L’uomo (Manetti, Dignità ed eccellenza dell’uomo, in Garin, Filosofi italiani del Quattrocento) ha il dovere di portare a termine l’opera creatrice di Dio (carattere fortemente attivo, in contrasto con la rinuncia e l’umiltà prevalenti nella letteratura medievale), non solo con una vita ascetica e contemplativa di Dio (il monaco):
unico compito umano noi pensiamo e affermiamo essere l’intendere
LA PROSPETTIVA STORIOGRAFICA
Questa rende possibile il distacco dal passato al presente, perciò il riconoscimento dell’alterità e dell’individualità del passato. La scoperta della prospettiva storica è rispetto al tempo ciò che la scoperta della prospettiva ottica, realizzata dalla pittura nel Rinascimento, rappresenta nei confronti dello spazio.

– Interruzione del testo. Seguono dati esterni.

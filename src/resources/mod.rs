//! Managed resource kinds.
//!
//! Each kind translates between the declared state object and the API's
//! request and response payloads, and issues the calls for its own CRUD
//! operations. Sequencing, validation and lifecycle bookkeeping live in
//! [`crate::provider`].

use serde::de::DeserializeOwned;
use serde::{Deserialize, Serialize};
use serde_json::Value;

use crate::error::ProviderError;
use crate::lifecycle::Lifecycle;
use crate::provider::ProviderContext;
use crate::schema::Schema;

pub mod compute;
pub mod metal;
pub mod network;
pub mod volume;

pub use compute::ComputeResource;
pub use metal::MetalResource;
pub use network::NetworkResource;
pub use volume::VolumeResource;

/// One managed resource kind.
#[async_trait::async_trait]
pub trait Resource: Send + Sync {
    /// The type name hosts refer to, e.g. `teraswitch_network`.
    fn type_name(&self) -> &'static str;

    /// Attribute schema.
    fn schema(&self) -> Schema;

    /// Create the resource and return its new state.
    ///
    /// Implementations advance `lifecycle` from `Unplanned` to `Ready`,
    /// passing through `Polling` when they wait for readiness.
    async fn create(
        &self,
        ctx: &ProviderContext,
        planned: Value,
        lifecycle: &mut Lifecycle,
    ) -> Result<Value, ProviderError>;

    /// Refresh computed attributes from the API.
    async fn read(&self, ctx: &ProviderContext, state: Value) -> Result<Value, ProviderError>;

    /// Apply in-place changes between `prior` and `planned`.
    async fn update(
        &self,
        ctx: &ProviderContext,
        prior: Value,
        planned: Value,
    ) -> Result<Value, ProviderError>;

    /// Delete the resource.
    async fn delete(&self, ctx: &ProviderContext, state: Value) -> Result<(), ProviderError>;

    /// Build state for an existing remote resource.
    async fn import(&self, _ctx: &ProviderContext, _id: &str) -> Result<Value, ProviderError> {
        Err(ProviderError::Unimplemented(format!(
            "{} does not support import",
            self.type_name()
        )))
    }
}

/// Power state requested for a compute instance or metal server.
#[derive(Debug, Clone, Copy, PartialEq, Eq, Serialize, Deserialize, Default)]
pub enum PowerState {
    /// Running.
    #[default]
    On,
    /// Stopped.
    Off,
}

impl PowerState {
    /// Value of the `command` query parameter that reaches this state.
    pub fn command(self) -> &'static str {
        match self {
            PowerState::On => "PowerOn",
            PowerState::Off => "PowerOff",
        }
    }

    /// Values accepted in configuration.
    pub const VALUES: [&'static str; 2] = ["On", "Off"];
}

/// Decode a declared state object into a typed model.
pub(crate) fn decode<T: DeserializeOwned>(
    value: Value,
    type_name: &str,
) -> Result<T, ProviderError> {
    serde_json::from_value(value)
        .map_err(|e| ProviderError::Validation(format!("{}: invalid state: {}", type_name, e)))
}

/// Encode a typed model back into a state object.
pub(crate) fn encode<T: Serialize>(model: &T) -> Result<Value, ProviderError> {
    Ok(serde_json::to_value(model)?)
}

/// The remote identifier, or `FailedPrecondition` when the resource was
/// never created.
pub(crate) fn require_id<T: Clone>(id: &Option<T>, type_name: &str) -> Result<T, ProviderError> {
    id.clone().ok_or_else(|| {
        ProviderError::FailedPrecondition(format!(
            "{}: state has no id; the resource was never created",
            type_name
        ))
    })
}

/// Wrap a failure that happened after the resource was created, so the
/// caller still receives its id.
pub(crate) fn incomplete<T: Serialize>(model: &T, source: ProviderError) -> ProviderError {
    match encode(model) {
        Ok(state) => ProviderError::Incomplete {
            state,
            source: Box::new(source),
        },
        Err(_) => source,
    }
}

/// `projectId` query scoped to the provider's project.
pub(crate) fn project_query(
    ctx: &ProviderContext,
) -> Result<[(&'static str, String); 1], ProviderError> {
    let project_id = ctx.config().project_for(None)?;
    Ok([("projectId", project_id.to_string())])
}

/// Narrow a declared int64 to the API's int32.
pub(crate) fn to_i32(value: i64, attribute: &str) -> Result<i32, ProviderError> {
    i32::try_from(value)
        .map_err(|_| ProviderError::Validation(format!("{} is out of range: {}", attribute, value)))
}

/// `POST /v2/{collection}/{id}/PowerCommand?command=...`.
pub(crate) async fn send_power_command(
    ctx: &ProviderContext,
    collection: &str,
    id: i64,
    state: PowerState,
) -> Result<(), ProviderError> {
    let path = format!("/v2/{}/{}/PowerCommand", collection, id);
    ctx.client()
        .post_empty::<Value>(&path, &[("command", state.command().to_string())])
        .await?;
    Ok(())
}

/// Every resource kind this provider manages.
pub fn all() -> Vec<Box<dyn Resource>> {
    vec![
        Box::new(ComputeResource),
        Box::new(MetalResource),
        Box::new(NetworkResource),
        Box::new(VolumeResource),
    ]
}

E’ la capacità di realizzare la distanza degli oggetti l’uno dall’altro e da colui che la considera; perciò la capacità d’intenderli nel loro luogo effettivo, nella loro distinzione dagli altri, nella loro individualità autentica.
Ecco perché si vuole scoprire il vero Platone e il vero Aristotele, cioè la dottrina genuina dei loro capostipiti, non deformata o camuffata dai medievali. Inoltre, questa considerazione dell’uomo, inteso come centro originale e autonomo di organizzazione dei vari aspetti della vita, è condizionato dalla prospettiva.